Son intervention fait suite à la « prise d’assaut », à Washington, du Capitole américain le 6 janvier dernier par « de dangereux groupes d'extrême droite ». « Un événement tragique pour les démocraties occidentales », note Simon Moutquin. Il précise : « Il s'agissait de groupes complotistes et réactionnaires. L'analyse des images montre un panel assez large et varié, regroupant néonazis, complotistes, satanistes et j'en passe – tous appartenant à des mouvances d'extrême droite. Le FBI [Federal Bureau of Investigation, le principal organe fédéral de police judiciaire et service de renseignement intérieur] a bien montré que c'est à travers les réseaux sociaux que des discours de haine physique ou verbale se dispersent. Ces images prouvent à quel point nos démocraties sont fragiles. »

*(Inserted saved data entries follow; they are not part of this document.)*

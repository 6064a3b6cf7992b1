//! Wire DTOs for the authentication endpoints and the persisted session.
//!
//! DESIGN
//! ======
//! The backend envelope is emitted in PascalCase by some deployments and in
//! camelCase by others, so response fields accept both spellings. Outgoing
//! payloads and the persisted session always use camelCase.

#[cfg(test)]
#[path = "types_test.rs"]
mod types_test;

use std::fmt;

use serde::{Deserialize, Serialize};

/// Error shown when the service refuses a login without saying why.
pub const DEFAULT_LOGIN_ERROR: &str = "Invalid username or password";

/// Login form payload, forwarded verbatim to the authentication service.
#[derive(Clone, PartialEq, Eq, Serialize, Deserialize)]
#[serde(rename_all = "camelCase")]
pub struct Credentials {
    pub user_name: String,
    pub password: String,
}

impl Credentials {
    #[must_use]
    pub fn new(user_name: impl Into<String>, password: impl Into<String>) -> Self {
        Self { user_name: user_name.into(), password: password.into() }
    }
}

impl fmt::Debug for Credentials {
    fn fmt(&self, f: &mut fmt::Formatter<'_>) -> fmt::Result {
        f.debug_struct("Credentials")
            .field("user_name", &self.user_name)
            .field("password", &"***")
            .finish()
    }
}

/// The authenticated user as held by the client.
///
/// Replaced wholesale on every login; never patched field by field.
/// Decoding goes through [`LoginData`], so stored records missing the name
/// fields get the same defaults as a fresh login.
#[derive(Clone, Debug, PartialEq, Eq, Serialize, Deserialize)]
#[serde(rename_all = "camelCase", from = "LoginData")]
pub struct Session {
    pub user_name: String,
    /// Role name as issued by the backend (`Admin`, `Doctor`, `Client`).
    pub role: String,
    /// Opaque bearer token. Never inspected client-side.
    pub token: String,
    pub first_name: String,
    pub last_name: String,
}

impl Session {
    /// Name for display: first and last name, or the user name if both are blank.
    #[must_use]
    pub fn display_name(&self) -> String {
        let full = format!("{} {}", self.first_name.trim(), self.last_name.trim());
        let full = full.trim();
        if full.is_empty() { self.user_name.clone() } else { full.to_owned() }
    }
}

/// `data` payload of a successful login response.
#[derive(Clone, Debug, Default, PartialEq, Eq, Serialize, Deserialize)]
#[serde(rename_all = "camelCase")]
pub struct LoginData {
    #[serde(alias = "UserName")]
    pub user_name: String,
    #[serde(alias = "Role")]
    pub role: String,
    #[serde(alias = "Token")]
    pub token: String,
    #[serde(default, alias = "FirstName", skip_serializing_if = "Option::is_none")]
    pub first_name: Option<String>,
    #[serde(default, alias = "LastName", skip_serializing_if = "Option::is_none")]
    pub last_name: Option<String>,
}

impl From<LoginData> for Session {
    fn from(data: LoginData) -> Self {
        let first_name = data.first_name.unwrap_or_else(|| data.user_name.clone());
        Self {
            user_name: data.user_name,
            role: data.role,
            token: data.token,
            first_name,
            last_name: data.last_name.unwrap_or_default(),
        }
    }
}

/// Response envelope returned by `POST /auth/login`.
#[derive(Clone, Debug, Default, PartialEq, Eq, Serialize, Deserialize)]
#[serde(rename_all = "camelCase")]
pub struct LoginResponse {
    #[serde(default, alias = "Success")]
    pub success: bool,
    #[serde(default, alias = "Data")]
    pub data: Option<LoginData>,
    #[serde(default, alias = "Message")]
    pub message: Option<String>,
    /// Validation errors, populated on `400 Bad Request`.
    #[serde(default, alias = "Errors")]
    pub errors: Vec<String>,
}

impl LoginResponse {
    /// Successful response carrying `data`.
    #[must_use]
    pub fn granted(data: LoginData) -> Self {
        Self { success: true, data: Some(data), ..Self::default() }
    }

    /// Failed response carrying `message`.
    #[must_use]
    pub fn denied(message: impl Into<String>) -> Self {
        Self { message: Some(message.into()), ..Self::default() }
    }

    /// Resolve into a session, or the message to show the user.
    ///
    /// # Errors
    ///
    /// Returns the response message (or [`DEFAULT_LOGIN_ERROR`]) when the
    /// response is unsuccessful or carries no `data`.
    pub fn into_session(self) -> Result<Session, String> {
        match (self.success, self.data) {
            (true, Some(data)) => Ok(Session::from(data)),
            _ => Err(self
                .message
                .filter(|m| !m.trim().is_empty())
                .unwrap_or_else(|| DEFAULT_LOGIN_ERROR.to_owned())),
        }
    }
}
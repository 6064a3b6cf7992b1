//! Error taxonomy for session handling.
//!
//! ERROR HANDLING
//! ==============
//! Storage and service failures are recovered inside the session store and
//! surface to callers as [`LoginError`] values. The only error meant to stop
//! the program is [`SessionError::MissingProvider`], which marks a wiring bug.

/// Misuse of the session context.
#[derive(Debug, Clone, PartialEq, Eq, thiserror::Error)]
pub enum SessionError {
    /// A component asked for the session outside `SessionProvider`.
    #[error("session context missing: use_session must be called inside a SessionProvider")]
    MissingProvider,
}

/// Failure reading or writing the persisted session record.
#[derive(Debug, thiserror::Error)]
pub enum StorageError {
    /// No storage backend is reachable (no window, storage disabled).
    #[error("persistent storage unavailable")]
    Unavailable,
    /// The backend refused to read `key`.
    #[error("failed to read storage key {0:?}")]
    Read(String),
    /// The backend refused to write `key` (quota, privacy mode).
    #[error("failed to write storage key {0:?}")]
    Write(String),
    /// Only one half of the token/user pair was found.
    #[error("persisted session is incomplete")]
    Incomplete,
    /// The stored user record is not valid session JSON.
    #[error("malformed session record: {0}")]
    Malformed(#[from] serde_json::Error),
}

/// Failure talking to the remote authentication service.
///
/// `Display` renders only the user-facing message.
#[derive(Debug, Clone, PartialEq, Eq, thiserror::Error)]
pub enum AuthError {
    /// The server answered with a non-success HTTP status.
    #[error("{message}")]
    Http { status: u16, message: String },
    /// No response was received.
    #[error("{0}")]
    Network(String),
    /// The response body could not be decoded.
    #[error("unexpected response from server: {0}")]
    Decode(String),
    /// HTTP calls are only available in the browser build.
    #[error("not available on server")]
    Unavailable,
}

/// Failed login as returned by `SessionStore::login`.
///
/// `Display` renders only the message so it can be shown directly.
#[derive(Debug, Clone, PartialEq, Eq, thiserror::Error)]
pub enum LoginError {
    /// The service answered but did not grant a session.
    #[error("{0}")]
    Rejected(String),
    /// The service call itself failed.
    #[error("{0}")]
    Service(String),
}

impl From<AuthError> for LoginError {
    fn from(err: AuthError) -> Self {
        Self::Service(err.to_string())
    }
}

EN BELGIQUE, DES DÉPUTÉS S’AFFICHENT AVEC DES ARMES !

L’actualité d’outre-Atlantique doit également, pour le parlementaire écologiste, nous interroger sur l’état de la menace de l’extrême droite active dans notre pays. Simon Moutquin : « Chez nous, nous observons aussi de dangereuses tendances à glorifier la violence, qui semblent s'intensifier. Ainsi, des députés d'extrême droite, présents dans ce Parlement, s'affichent avec des armes sur les réseaux sociaux et encouragent leurs militants à s'initier au port d'armes, tout en tenant des propos diffamatoires contre des «extrémistes musulmans». Cela donne une idée inquiétante de ce que ces gens pourraient entreprendre.»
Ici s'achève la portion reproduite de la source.